| Task |
Every line of the records that holds the word "DomainError" should be copied out.

Stored items
+++

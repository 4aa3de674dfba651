//! Application-level errors

use domain::DomainError;
use thiserror::Error;

/// Errors that can occur in the application layer
#[derive(Debug, Error)]
pub enum ApplicationError {
    /// Domain-level error
    #[error(transparent)]
    Domain(#[from] DomainError),

    /// External service error
    #[error("External service error: {0}")]
    ExternalService(String),

    /// Upstream rate limit exceeded
    #[error("Rate limit exceeded")]
    RateLimited,

    /// Configuration error
    #[error("Configuration error: {0}")]
    Configuration(String),
}

impl ApplicationError {
    /// Check if this error is retryable
    pub fn is_retryable(&self) -> bool {
        matches!(
            self,
            ApplicationError::RateLimited | ApplicationError::ExternalService(_)
        )
    }
}
//! Weather readings and the weighted rain vote
//!
//! A `ProviderReading` is one upstream source's normalized answer for a
//! coordinate. `aggregate` reduces the readings that succeeded into a
//! single confidence-weighted verdict.

use chrono::{DateTime, Utc};
use serde::{Deserialize, Serialize};

/// Vote weight used when a provider reports no confidence
const DEFAULT_CONFIDENCE: u8 = 100;

/// One provider's normalized weather answer for a coordinate
#[derive(Debug, Clone, PartialEq, Serialize, Deserialize)]
pub struct ProviderReading {
    /// Whether the provider reports rain at the coordinate
    pub is_raining: bool,
    /// Provider-reported confidence in percent (0-100), if any
    pub confidence: Option<u8>,
    /// Free-text condition description
    pub description: String,
    /// Temperature in Celsius, if reported
    pub temperature: Option<f64>,
    /// Relative humidity in percent, if reported
    pub humidity: Option<u8>,
    /// Wind speed in km/h, if reported
    pub wind_speed: Option<f64>,
}

impl ProviderReading {
    /// Base vote weight: reported confidence, or 100 when unspecified
    #[must_use]
    pub fn vote_weight(&self) -> f64 {
        f64::from(self.confidence.unwrap_or(DEFAULT_CONFIDENCE))
    }
}

/// A reading tagged with the provider's standing in the vote
#[derive(Debug, Clone, PartialEq)]
pub struct SourceReading {
    /// The normalized reading
    pub reading: ProviderReading,
    /// Fixed trust multiplier applied to the reading's vote weight
    pub trust: f64,
    /// Preferred source for descriptive and environmental fields
    pub priority: bool,
}

impl SourceReading {
    /// A reading at standard trust with no priority claim
    #[must_use]
    pub fn standard(reading: ProviderReading) -> Self {
        Self {
            reading,
            trust: 1.0,
            priority: false,
        }
    }

    /// Effective vote weight (confidence scaled by trust)
    #[must_use]
    pub fn weight(&self) -> f64 {
        self.reading.vote_weight() * self.trust
    }
}

/// The reduced rain/dry verdict for a coordinate
#[derive(Debug, Clone, PartialEq, Serialize, Deserialize)]
pub struct AggregatedWeather {
    /// Verdict: true when the rain-weight sum strictly exceeds half the total
    pub is_raining: bool,
    /// Rain-weight share of the total vote weight, in percent (0-100)
    pub confidence: f64,
    /// Condition description from the designated source
    pub description: String,
    /// Number of providers that answered
    pub sources: usize,
    /// Temperature in Celsius from the designated source
    pub temperature: Option<f64>,
    /// Relative humidity in percent from the designated source
    pub humidity: Option<u8>,
    /// Wind speed in km/h from the designated source
    pub wind_speed: Option<f64>,
    /// When the verdict was computed
    pub observed_at: DateTime<Utc>,
}

/// Reduce successful readings to a single verdict via weighted majority vote
///
/// Each reading votes with `confidence * trust` (confidence defaults to 100
/// when unreported). The verdict is raining iff the rain-weight sum strictly
/// exceeds half the total weight, so an exact tie resolves to not-raining.
/// Confidence is the rain share of the total weight in percent, regardless
/// of which side won.
///
/// Descriptive and environmental fields come from the first priority-flagged
/// source, or the first source when none is flagged. Readings must be passed
/// in provider-configuration order, not completion order.
///
/// Returns `None` when no reading is available.
#[must_use]
pub fn aggregate(sources: &[SourceReading]) -> Option<AggregatedWeather> {
    let first = sources.first()?;

    let total_weight: f64 = sources.iter().map(SourceReading::weight).sum();
    let rain_weight: f64 = sources
        .iter()
        .filter(|s| s.reading.is_raining)
        .map(SourceReading::weight)
        .sum();

    // All-zero confidence degenerates to an uninformative dry verdict
    let confidence = if total_weight > 0.0 {
        rain_weight / total_weight * 100.0
    } else {
        0.0
    };

    let designated = sources.iter().find(|s| s.priority).unwrap_or(first);

    Some(AggregatedWeather {
        is_raining: rain_weight > total_weight / 2.0,
        confidence,
        description: designated.reading.description.clone(),
        sources: sources.len(),
        temperature: designated.reading.temperature,
        humidity: designated.reading.humidity,
        wind_speed: designated.reading.wind_speed,
        observed_at: Utc::now(),
    })
}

+++

| Answer to the exercise |
use domain::DomainError;
    Domain(#[from] DomainError),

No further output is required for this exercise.